Give back the entries below verbatim.

[Stored data]
════════════════════
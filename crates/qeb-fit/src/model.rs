//! Fit model registry
//!
//! A fit model is a log-density function of the fit coordinate `x` and a
//! fixed number of named coefficients. The built-in models come with an
//! [`ErrorBarConverter`] turning their coefficients into quantum error bars;
//! custom models do not.

use crate::converter::{A2Converter, DirectConverter, ErrorBarConverter};
use crate::solver::Bounds;
use qeb_core::{Error, Result};
use std::fmt;
use std::str::FromStr;
use std::sync::Arc;

/// `y(x) = -a2 x^2 - a1 x + m ln(x) + c`
pub fn fit_fn_a2(x: f64, a2: f64, a1: f64, m: f64, c: f64) -> f64 {
    -a2 * x * x - a1 * x + m * x.ln() + c
}

/// The skew correction `z_m(w) = (m/2) w^2 - 2 m w + m ln(w) + 3m/2`
///
/// `y(x) - y_deskewed(x) = z_m(x / x0)` for the canonical model.
pub fn zm(w: f64, m: f64) -> f64 {
    m * w * w / 2.0 - 2.0 * m * w + m * w.ln() + 3.0 * m / 2.0
}

/// `y(x) = -a (x - x0)^2 + y0 + z_m(x / x0)`
pub fn fit_fn_direct(x: f64, a: f64, x0: f64, y0: f64, m: f64) -> f64 {
    -a * (x - x0) * (x - x0) + y0 + zm(x / x0, m)
}

/// Model function signature: `(x, coefficients) -> log density`
pub type ModelFn = dyn Fn(f64, &[f64]) -> f64 + Send + Sync;

/// The built-in fit models
#[derive(Debug, Clone, Copy, PartialEq, Eq, Hash, Default)]
pub enum BuiltinModel {
    /// Canonical model with coefficients `(a2, a1, m, c)`
    #[default]
    A2,
    /// The same curve parametrized around its peak, `(a, x0, y0, m)`
    Direct,
}

const A2_PARAMS: &[&str] = &["a2", "a1", "m", "c"];
const DIRECT_PARAMS: &[&str] = &["a", "x0", "y0", "m"];

static A2_CONVERTER: A2Converter = A2Converter;
static DIRECT_CONVERTER: DirectConverter = DirectConverter;

impl BuiltinModel {
    pub fn name(&self) -> &'static str {
        match self {
            BuiltinModel::A2 => "a2",
            BuiltinModel::Direct => "direct",
        }
    }

    /// Look up a built-in model by name
    ///
    /// Accepts `"a2"`, `"canonical"`, `"default"` and `"direct"`.
    pub fn from_name(name: &str) -> Result<Self> {
        match name {
            "a2" | "canonical" | "default" => Ok(BuiltinModel::A2),
            "direct" => Ok(BuiltinModel::Direct),
            other => Err(Error::unknown_model(other)),
        }
    }

    pub fn param_names(&self) -> &'static [&'static str] {
        match self {
            BuiltinModel::A2 => A2_PARAMS,
            BuiltinModel::Direct => DIRECT_PARAMS,
        }
    }

    pub fn evaluate(&self, x: f64, p: &[f64]) -> f64 {
        match self {
            BuiltinModel::A2 => fit_fn_a2(x, p[0], p[1], p[2], p[3]),
            BuiltinModel::Direct => fit_fn_direct(x, p[0], p[1], p[2], p[3]),
        }
    }

    pub fn converter(&self) -> &'static dyn ErrorBarConverter {
        match self {
            BuiltinModel::A2 => &A2_CONVERTER,
            BuiltinModel::Direct => &DIRECT_CONVERTER,
        }
    }
}

impl FromStr for BuiltinModel {
    type Err = Error;

    fn from_str(s: &str) -> Result<Self> {
        Self::from_name(s)
    }
}

impl fmt::Display for BuiltinModel {
    fn fmt(&self, f: &mut fmt::Formatter<'_>) -> fmt::Result {
        f.write_str(self.name())
    }
}

/// A caller-supplied model without error-bar conversion
#[derive(Clone)]
pub struct CustomModel {
    name: String,
    param_names: Vec<String>,
    func: Arc<ModelFn>,
}

impl CustomModel {
    /// Create a custom model from its parameter names and function
    pub fn new<S, F>(param_names: &[S], func: F) -> Result<Self>
    where
        S: AsRef<str>,
        F: Fn(f64, &[f64]) -> f64 + Send + Sync + 'static,
    {
        if param_names.is_empty() {
            return Err(Error::Configuration(
                "custom fit model must declare at least one parameter".to_string(),
            ));
        }
        Ok(Self {
            name: "<custom fit function>".to_string(),
            param_names: param_names.iter().map(|s| s.as_ref().to_string()).collect(),
            func: Arc::new(func),
        })
    }

    /// Give the model a display name
    pub fn with_name(mut self, name: impl Into<String>) -> Self {
        self.name = name.into();
        self
    }

    pub fn name(&self) -> &str {
        &self.name
    }

    pub fn param_names(&self) -> &[String] {
        &self.param_names
    }

    pub fn evaluate(&self, x: f64, p: &[f64]) -> f64 {
        (self.func)(x, p)
    }
}

impl fmt::Debug for CustomModel {
    fn fmt(&self, f: &mut fmt::Formatter<'_>) -> fmt::Result {
        f.debug_struct("CustomModel")
            .field("name", &self.name)
            .field("param_names", &self.param_names)
            .finish_non_exhaustive()
    }
}

/// A fit model: built-in with converter, or custom without
#[derive(Debug, Clone)]
pub enum FitModel {
    Builtin(BuiltinModel),
    Custom(CustomModel),
}

impl FitModel {
    /// Resolve a built-in model by name
    pub fn builtin(name: &str) -> Result<Self> {
        Ok(FitModel::Builtin(BuiltinModel::from_name(name)?))
    }

    pub fn name(&self) -> &str {
        match self {
            FitModel::Builtin(m) => m.name(),
            FitModel::Custom(m) => m.name(),
        }
    }

    pub fn param_names(&self) -> Vec<String> {
        match self {
            FitModel::Builtin(m) => m.param_names().iter().map(|s| s.to_string()).collect(),
            FitModel::Custom(m) => m.param_names().to_vec(),
        }
    }

    pub fn num_params(&self) -> usize {
        match self {
            FitModel::Builtin(m) => m.param_names().len(),
            FitModel::Custom(m) => m.param_names().len(),
        }
    }

    /// Predicted log density at `x`
    pub fn evaluate(&self, x: f64, params: &[f64]) -> f64 {
        match self {
            FitModel::Builtin(m) => m.evaluate(x, params),
            FitModel::Custom(m) => m.evaluate(x, params),
        }
    }

    /// The converter to quantum error bars, if the model has one
    pub fn converter(&self) -> Option<&'static dyn ErrorBarConverter> {
        match self {
            FitModel::Builtin(m) => Some(m.converter()),
            FitModel::Custom(_) => None,
        }
    }

    /// Default coefficient bounds
    pub fn default_bounds(&self) -> Bounds {
        match self.converter() {
            Some(converter) => converter.param_bounds(),
            None => Bounds::unbounded(self.num_params()),
        }
    }

    pub fn is_custom(&self) -> bool {
        matches!(self, FitModel::Custom(_))
    }
}

impl Default for FitModel {
    fn default() -> Self {
        FitModel::Builtin(BuiltinModel::default())
    }
}

impl From<BuiltinModel> for FitModel {
    fn from(model: BuiltinModel) -> Self {
        FitModel::Builtin(model)
    }
}

impl From<CustomModel> for FitModel {
    fn from(model: CustomModel) -> Self {
        FitModel::Custom(model)
    }
}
════════════════════
_TASK SOLUTION_
filename crates/qeb-fit/src/model.rs
//! Fit model registry
//!
//! A fit model is a log-density function of the fit coordinate `x` and a
//! fixed number of named coefficients. The built-in models come with an
//! [`ErrorBarConverter`] turning their coefficients into quantum error bars;
//! custom models do not.

use crate::converter::{A2Converter, DirectConverter, ErrorBarConverter};
use crate::solver::Bounds;
use qeb_core::{Error, Result};
use std::fmt;
use std::str::FromStr;
use std::sync::Arc;

/// `y(x) = -a2 x^2 - a1 x + m ln(x) + c`
pub fn fit_fn_a2(x: f64, a2: f64, a1: f64, m: f64, c: f64) -> f64 {
    -a2 * x * x - a1 * x + m * x.ln() + c
}

/// The skew correction `z_m(w) = (m/2) w^2 - 2 m w + m ln(w) + 3m/2`
///
/// `y(x) - y_deskewed(x) = z_m(x / x0)` for the canonical model.
pub fn zm(w: f64, m: f64) -> f64 {
    m * w * w / 2.0 - 2.0 * m * w + m * w.ln() + 3.0 * m / 2.0
}

/// `y(x) = -a (x - x0)^2 + y0 + z_m(x / x0)`
pub fn fit_fn_direct(x: f64, a: f64, x0: f64, y0: f64, m: f64) -> f64 {
    -a * (x - x0) * (x - x0) + y0 + zm(x / x0, m)
}

/// Model function signature: `(x, coefficients) -> log density`
pub type ModelFn = dyn Fn(f64, &[f64]) -> f64 + Send + Sync;

/// The built-in fit models
#[derive(Debug, Clone, Copy, PartialEq, Eq, Hash, Default)]
pub enum BuiltinModel {
    /// Canonical model with coefficients `(a2, a1, m, c)`
    #[default]
    A2,
    /// The same curve parametrized around its peak, `(a, x0, y0, m)`
    Direct,
}

const A2_PARAMS: &[&str] = &["a2", "a1", "m", "c"];
const DIRECT_PARAMS: &[&str] = &["a", "x0", "y0", "m"];

static A2_CONVERTER: A2Converter = A2Converter;
static DIRECT_CONVERTER: DirectConverter = DirectConverter;

impl BuiltinModel {
    pub fn name(&self) -> &'static str {
        match self {
            BuiltinModel::A2 => "a2",
            BuiltinModel::Direct => "direct",
        }
    }

    /// Look up a built-in model by name
    ///
    /// Accepts `"a2"`, `"canonical"`, `"default"` and `"direct"`.
    pub fn from_name(name: &str) -> Result<Self> {
        match name {
            "a2" | "canonical" | "default" => Ok(BuiltinModel::A2),
            "direct" => Ok(BuiltinModel::Direct),
            other => Err(Error::unknown_model(other)),
        }
    }

    pub fn param_names(&self) -> &'static [&'static str] {
        match self {
            BuiltinModel::A2 => A2_PARAMS,
            BuiltinModel::Direct => DIRECT_PARAMS,
        }
    }

    pub fn evaluate(&self, x: f64, p: &[f64]) -> f64 {
        match self {
            BuiltinModel::A2 => fit_fn_a2(x, p[0], p[1], p[2], p[3]),
            BuiltinModel::Direct => fit_fn_direct(x, p[0], p[1], p[2], p[3]),
        }
    }

    pub fn converter(&self) -> &'static dyn ErrorBarConverter {
        match self {
            BuiltinModel::A2 => &A2_CONVERTER,
            BuiltinModel::Direct => &DIRECT_CONVERTER,
        }
    }
}

impl FromStr for BuiltinModel {
    type Err = Error;

    fn from_str(s: &str) -> Result<Self> {
        Self::from_name(s)
    }
}

impl fmt::Display for BuiltinModel {
    fn fmt(&self, f: &mut fmt::Formatter<'_>) -> fmt::Result {
        f.write_str(self.name())
    }
}

/// A caller-supplied model without error-bar conversion
#[derive(Clone)]
pub struct CustomModel {
    name: String,
    param_names: Vec<String>,
    func: Arc<ModelFn>,
}

impl CustomModel {
    /// Create a custom model from its parameter names and function
    pub fn new<S, F>(param_names: &[S], func: F) -> Result<Self>
    where
        S: AsRef<str>,
        F: Fn(f64, &[f64]) -> f64 + Send + Sync + 'static,
    {
        if param_names.is_empty() {
            return Err(Error::Configuration(
                "custom fit model must declare at least one parameter".to_string(),
            ));
        }
        Ok(Self {
            name: "<custom fit function>".to_string(),
            param_names: param_names.iter().map(|s| s.as_ref().to_string()).collect(),
            func: Arc::new(func),
        })
    }

    /// Give the model a display name
    pub fn with_name(mut self, name: impl Into<String>) -> Self {
        self.name = name.into();
        self
    }

    pub fn name(&self) -> &str {
        &self.name
    }

    pub fn param_names(&self) -> &[String] {
        &self.param_names
    }

    pub fn evaluate(&self, x: f64, p: &[f64]) -> f64 {
        (self.func)(x, p)
    }
}

impl fmt::Debug for CustomModel {
    fn fmt(&self, f: &mut fmt::Formatter<'_>) -> fmt::Result {
        f.debug_struct("CustomModel")
            .field("name", &self.name)
            .field("param_names", &self.param_names)
            .finish_non_exhaustive()
    }
}

/// A fit model: built-in with converter, or custom without
#[derive(Debug, Clone)]
pub enum FitModel {
    Builtin(BuiltinModel),
    Custom(CustomModel),
}

impl FitModel {
    /// Resolve a built-in model by name
    pub fn builtin(name: &str) -> Result<Self> {
        Ok(FitModel::Builtin(BuiltinModel::from_name(name)?))
    }

    pub fn name(&self) -> &str {
        match self {
            FitModel::Builtin(m) => m.name(),
            FitModel::Custom(m) => m.name(),
        }
    }

    pub fn param_names(&self) -> Vec<String> {
        match self {
            FitModel::Builtin(m) => m.param_names().iter().map(|s| s.to_string()).collect(),
            FitModel::Custom(m) => m.param_names().to_vec(),
        }
    }

    pub fn num_params(&self) -> usize {
        match self {
            FitModel::Builtin(m) => m.param_names().len(),
            FitModel::Custom(m) => m.param_names().len(),
        }
    }

    /// Predicted log density at `x`
    pub fn evaluate(&self, x: f64, params: &[f64]) -> f64 {
        match self {
            FitModel::Builtin(m) => m.evaluate(x, params),
            FitModel::Custom(m) => m.evaluate(x, params),
        }
    }

    /// The converter to quantum error bars, if the model has one
    pub fn converter(&self) -> Option<&'static dyn ErrorBarConverter> {
        match self {
            FitModel::Builtin(m) => Some(m.converter()),
            FitModel::Custom(_) => None,
        }
    }

    /// Default coefficient bounds
    pub fn default_bounds(&self) -> Bounds {
        match self.converter() {
            Some(converter) => converter.param_bounds(),
            None => Bounds::unbounded(self.num_params()),
        }
    }

    pub fn is_custom(&self) -> bool {
        matches!(self, FitModel::Custom(_))
    }
}

impl Default for FitModel {
    fn default() -> Self {
        FitModel::Builtin(BuiltinModel::default())
    }
}

impl From<BuiltinModel> for FitModel {
    fn from(model: BuiltinModel) -> Self {
        FitModel::Builtin(model)
    }
}

impl From<CustomModel> for FitModel {
    fn from(model: CustomModel) -> Self {
        FitModel::Custom(model)
    }
}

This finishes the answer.